» Task description: Please copy out each line of the entries in which "once" appears.
BEGIN Source information
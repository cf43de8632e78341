// src/usart.rs

//! Line controller: configuration and blocking byte transfer
//!
//! [`Usart`] owns a register block handle and drives it through the blocking
//! transmit/receive protocol. The type holds no lock and never allocates;
//! if several execution contexts share one instance, serialization belongs
//! to the integration layer (see [`console`](crate::console)), not here.

use crate::backend::{MmioRegisterBlock, Register, RegisterAccess};
use crate::config::LineConfig;
use crate::constants::{cr1, sr, Status};
use crate::error::LineError;
use crate::instance::{Clocks, Peripheral};
use crate::timeout::{poll_with_timeout, poll_with_timeout_value, TimeoutConfig, TimeoutError};

/// A configured USART line.
pub struct Usart<B: RegisterAccess> {
    block: B,
}

impl Usart<MmioRegisterBlock> {
    /// Resolve a peripheral instance and initialize it in one step.
    ///
    /// Routes the right bus clock (PCLK2 for USART1, PCLK1 otherwise) into
    /// the baud-rate generator, then runs [`Usart::init`] on the resolved
    /// register block.
    #[must_use]
    pub fn open(peripheral: Peripheral, config: &LineConfig, clocks: &Clocks) -> Self {
        let pclk_hz = peripheral.clock(clocks);
        Self::init(peripheral.register_block(), config, pclk_hz)
    }
}

impl<B: RegisterAccess> Usart<B> {
    /// Program every line parameter and enable the peripheral.
    ///
    /// `pclk_hz` is the peripheral input clock for this instance, as
    /// configured by the clock-tree collaborator.
    ///
    /// The write order is load-bearing. Line-format fields latch only while
    /// the peripheral is disabled, so the sequence is: disable, program
    /// BRR/CR2/CR3 and the CR1 format bits, enable transmitter and receiver,
    /// and set the peripheral-enable bit strictly last.
    ///
    /// There is no failure path: a malformed configuration cannot be
    /// constructed, and the write sequence is idempotent because each
    /// register is written whole. Re-initializing while a transfer is in
    /// flight on the same hardware is a register-level race the caller must
    /// avoid.
    pub fn init(mut block: B, config: &LineConfig, pclk_hz: u32) -> Self {
        // Disable first so the format fields below take effect.
        block.write(Register::Cr1, 0);

        block.write(Register::Brr, config.brr_value(pclk_hz));
        block.write(Register::Cr2, config.cr2_bits());
        block.write(Register::Cr3, config.cr3_bits());

        let format = config.cr1_bits();
        block.write(Register::Cr1, format);
        block.write(Register::Cr1, format | cr1::TE | cr1::RE);
        block.write(Register::Cr1, format | cr1::TE | cr1::RE | cr1::UE);

        #[cfg(feature = "logging")]
        log::debug!(
            "usart line up: {:?} baud, {:?} parity, {:?} stop, {:?} data, {:?} flow",
            config.baud_rate,
            config.parity,
            config.stop_bits,
            config.word_length,
            config.flow_control
        );

        Self { block }
    }

    /// Send one byte, blocking until the hardware accepts it.
    ///
    /// Busy-polls the transmit-data-register-empty flag, then writes the
    /// byte. Returns once the byte has moved into the shift logic, not once
    /// it has finished on the wire; bytes go out in call order.
    ///
    /// Known limitation: there is no timeout. An unclocked or unresponsive
    /// peripheral blocks the caller indefinitely. See
    /// [`transmit_with_timeout`](Self::transmit_with_timeout) for the
    /// bounded variant.
    pub fn transmit(&mut self, byte: u8) {
        while self.block.read(Register::Sr) & sr::TXE == 0 {
            core::hint::spin_loop();
        }
        self.block.write(Register::Dr, u32::from(byte));
    }

    /// Receive one byte, blocking until one arrives.
    ///
    /// Busy-polls the receive-data-register-not-empty flag, then reads the
    /// data register. Hardware error flags (parity, framing, noise, overrun)
    /// are not surfaced here; use [`receive_checked`](Self::receive_checked)
    /// when they matter. Same unbounded-blocking caveat as
    /// [`transmit`](Self::transmit).
    pub fn receive(&mut self) -> u8 {
        while self.block.read(Register::Sr) & sr::RXNE == 0 {
            core::hint::spin_loop();
        }
        (self.block.read(Register::Dr) & 0xFF) as u8
    }

    /// Send every byte of a slice in order.
    pub fn write_bytes(&mut self, bytes: &[u8]) {
        for &byte in bytes {
            self.transmit(byte);
        }
    }

    /// Non-blocking receive: a byte if one is waiting. Extension beyond the
    /// blocking base contract.
    pub fn try_receive(&mut self) -> Option<u8> {
        if self.block.read(Register::Sr) & sr::RXNE == 0 {
            return None;
        }
        Some((self.block.read(Register::Dr) & 0xFF) as u8)
    }

    /// Blocking receive that surfaces hardware error flags. Extension beyond
    /// the base contract, whose `receive` returns only the data byte.
    ///
    /// On error the data register is still read, completing the SR-then-DR
    /// sequence that clears the sticky flags, and the suspect byte is
    /// discarded.
    pub fn receive_checked(&mut self) -> Result<u8, LineError> {
        loop {
            let status = self.status();
            if let Some(error) = LineError::from_status(status) {
                let _ = self.block.read(Register::Dr);
                return Err(error);
            }
            if status.contains(Status::RX_NOT_EMPTY) {
                return Ok((self.block.read(Register::Dr) & 0xFF) as u8);
            }
            core::hint::spin_loop();
        }
    }

    /// Bounded-wait transmit. Extension: the base contract stays unbounded,
    /// this variant gives up once `config` is exhausted.
    pub fn transmit_with_timeout(
        &mut self,
        byte: u8,
        config: TimeoutConfig,
    ) -> Result<(), TimeoutError> {
        let block = &mut self.block;
        poll_with_timeout(config, || block.read(Register::Sr) & sr::TXE != 0).into_result()?;
        block.write(Register::Dr, u32::from(byte));
        Ok(())
    }

    /// Bounded-wait receive. Extension, same contract note as
    /// [`transmit_with_timeout`](Self::transmit_with_timeout).
    pub fn receive_with_timeout(&mut self, config: TimeoutConfig) -> Result<u8, TimeoutError> {
        let block = &mut self.block;
        poll_with_timeout_value(config, |_| {
            if block.read(Register::Sr) & sr::RXNE != 0 {
                Some((block.read(Register::Dr) & 0xFF) as u8)
            } else {
                None
            }
        })
        .into_result()
    }

    /// Snapshot of the status register.
    pub fn status(&mut self) -> Status {
        Status::from_bits_truncate(self.block.read(Register::Sr))
    }

    /// Release the underlying register block.
    pub fn free(self) -> B {
        self.block
    }
}

impl<B: RegisterAccess> core::fmt::Write for Usart<B> {
    fn write_str(&mut self, s: &str) -> core::fmt::Result {
        self.write_bytes(s.as_bytes());
        Ok(())
    }
}

#[cfg(test)]
mod tests {
    use super::*;
    use crate::config::{BaudRate, FlowControl, Parity, StopBits, WordLength};
    use crate::constants::{cr2, cr3};
    use crate::timeout::Backoff;
    use std::collections::VecDeque;
    use std::vec::Vec;

    /// Register file fake: TXE always ready, RXNE driven by a queue, every
    /// write recorded in order.
    struct FakeBlock {
        cr1: u32,
        cr2: u32,
        cr3: u32,
        brr: u32,
        sr_errors: u32,
        rx: VecDeque<u32>,
        tx: Vec<u32>,
        writes: Vec<(Register, u32)>,
    }

    impl FakeBlock {
        fn new() -> Self {
            Self {
                cr1: 0,
                cr2: 0,
                cr3: 0,
                brr: 0,
                sr_errors: 0,
                rx: VecDeque::new(),
                tx: Vec::new(),
                writes: Vec::new(),
            }
        }
    }

    impl RegisterAccess for FakeBlock {
        fn read(&mut self, register: Register) -> u32 {
            match register {
                Register::Sr => {
                    let mut value = sr::TXE | self.sr_errors;
                    if !self.rx.is_empty() {
                        value |= sr::RXNE;
                    }
                    value
                }
                Register::Dr => {
                    self.sr_errors = 0;
                    self.rx.pop_front().unwrap_or(0)
                }
                Register::Brr => self.brr,
                Register::Cr1 => self.cr1,
                Register::Cr2 => self.cr2,
                Register::Cr3 => self.cr3,
            }
        }

        fn write(&mut self, register: Register, value: u32) {
            self.writes.push((register, value));
            match register {
                Register::Sr => {}
                Register::Dr => self.tx.push(value),
                Register::Brr => self.brr = value,
                Register::Cr1 => self.cr1 = value,
                Register::Cr2 => self.cr2 = value,
                Register::Cr3 => self.cr3 = value,
            }
        }
    }

    fn test_config() -> LineConfig {
        LineConfig {
            flow_control: FlowControl::RtsCts,
            parity: Parity::Odd,
            baud_rate: BaudRate::Baud115200,
            stop_bits: StopBits::Two,
            word_length: WordLength::Eight,
        }
    }

    const PCLK: u32 = 36_000_000;

    #[test]
    fn test_init_programs_every_line_parameter() {
        let usart = Usart::init(FakeBlock::new(), &test_config(), PCLK);
        let block = usart.free();

        assert_eq!(block.brr, 313); // round(36e6 / 115200) = round(312.5)
        assert_eq!(block.cr2 & cr2::STOP_MASK, 0b10 << cr2::STOP_SHIFT);
        assert_eq!(block.cr3, cr3::RTSE | cr3::CTSE);
        // Odd parity over an 8-bit word auto-extends the frame.
        assert_eq!(
            block.cr1,
            cr1::M | cr1::PCE | cr1::PS | cr1::TE | cr1::RE | cr1::UE
        );
    }

    #[test]
    fn test_init_enables_peripheral_last() {
        let usart = Usart::init(FakeBlock::new(), &test_config(), PCLK);
        let block = usart.free();

        // First write disables the peripheral so format fields latch.
        assert_eq!(block.writes[0], (Register::Cr1, 0));

        // UE appears exactly once, in the final write, after TE/RE.
        let ue_positions: Vec<usize> = block
            .writes
            .iter()
            .enumerate()
            .filter(|&(_, &(register, value))| register == Register::Cr1 && value & cr1::UE != 0)
            .map(|(position, _)| position)
            .collect();
        assert_eq!(ue_positions, [block.writes.len() - 1]);

        let (_, final_cr1) = block.writes[block.writes.len() - 1];
        assert_eq!(final_cr1 & (cr1::TE | cr1::RE), cr1::TE | cr1::RE);
    }

    #[test]
    fn test_init_twice_is_idempotent() {
        let once = Usart::init(FakeBlock::new(), &test_config(), PCLK).free();

        let twice = Usart::init(FakeBlock::new(), &test_config(), PCLK).free();
        let twice = Usart::init(twice, &test_config(), PCLK).free();

        assert_eq!(once.cr1, twice.cr1);
        assert_eq!(once.cr2, twice.cr2);
        assert_eq!(once.cr3, twice.cr3);
        assert_eq!(once.brr, twice.brr);
    }

    #[test]
    fn test_transmit_preserves_call_order() {
        let mut usart = Usart::init(FakeBlock::new(), &test_config(), PCLK);
        usart.write_bytes(&[0x41, 0x42, 0x43]);
        let block = usart.free();
        assert_eq!(block.tx, [0x41, 0x42, 0x43]);
    }

    #[test]
    fn test_receive_returns_queued_bytes_in_order() {
        let mut block = FakeBlock::new();
        block.rx.extend([0xDE, 0xAD]);
        let mut usart = Usart::init(block, &test_config(), PCLK);
        assert_eq!(usart.receive(), 0xDE);
        assert_eq!(usart.receive(), 0xAD);
    }

    #[test]
    fn test_try_receive_on_idle_line() {
        let mut usart = Usart::init(FakeBlock::new(), &test_config(), PCLK);
        assert_eq!(usart.try_receive(), None);

        let mut block = usart.free();
        block.rx.push_back(0x55);
        let mut usart = Usart::init(block, &test_config(), PCLK);
        assert_eq!(usart.try_receive(), Some(0x55));
    }

    #[test]
    fn test_receive_checked_clean_byte() {
        let mut block = FakeBlock::new();
        block.rx.push_back(0x7F);
        let mut usart = Usart::init(block, &test_config(), PCLK);
        assert_eq!(usart.receive_checked(), Ok(0x7F));
    }

    #[test]
    fn test_receive_checked_surfaces_overrun() {
        let mut block = FakeBlock::new();
        block.rx.push_back(0x00);
        block.sr_errors = sr::ORE;
        let mut usart = Usart::init(block, &test_config(), PCLK);
        assert_eq!(usart.receive_checked(), Err(LineError::Overrun));
        // The flag-clearing DR read consumed the suspect byte.
        assert_eq!(usart.try_receive(), None);
    }

    #[test]
    fn test_receive_with_timeout_expires_on_silent_line() {
        let mut usart = Usart::init(FakeBlock::new(), &test_config(), PCLK);
        let config = TimeoutConfig {
            max_iterations: 25,
            backoff: Backoff::None,
        };
        assert_eq!(
            usart.receive_with_timeout(config),
            Err(TimeoutError { iterations: 25 })
        );
    }

    #[test]
    fn test_transmit_with_timeout_on_ready_hardware() {
        let mut usart = Usart::init(FakeBlock::new(), &test_config(), PCLK);
        let result = usart.transmit_with_timeout(0x21, TimeoutConfig::default_timeout());
        assert_eq!(result, Ok(()));
        assert_eq!(usart.free().tx, [0x21]);
    }

    #[test]
    fn test_fmt_write_goes_out_as_bytes() {
        use core::fmt::Write;
        let mut usart = Usart::init(FakeBlock::new(), &test_config(), PCLK);
        write!(usart, "ok {}", 7).unwrap();
        let sent: Vec<u8> = usart.free().tx.iter().map(|&w| w as u8).collect();
        assert_eq!(sent, b"ok 7");
    }
}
END Source information
» Answer for the task:
    /// byte. Returns once the byte has moved into the shift logic, not once
    /// this variant gives up once `config` is exhausted.
        // UE appears exactly once, in the final write, after TE/RE.
        let once = Usart::init(FakeBlock::new(), &test_config(), PCLK).free();
        assert_eq!(once.cr1, twice.cr1);
        assert_eq!(once.cr2, twice.cr2);
        assert_eq!(once.cr3, twice.cr3);
        assert_eq!(once.brr, twice.brr);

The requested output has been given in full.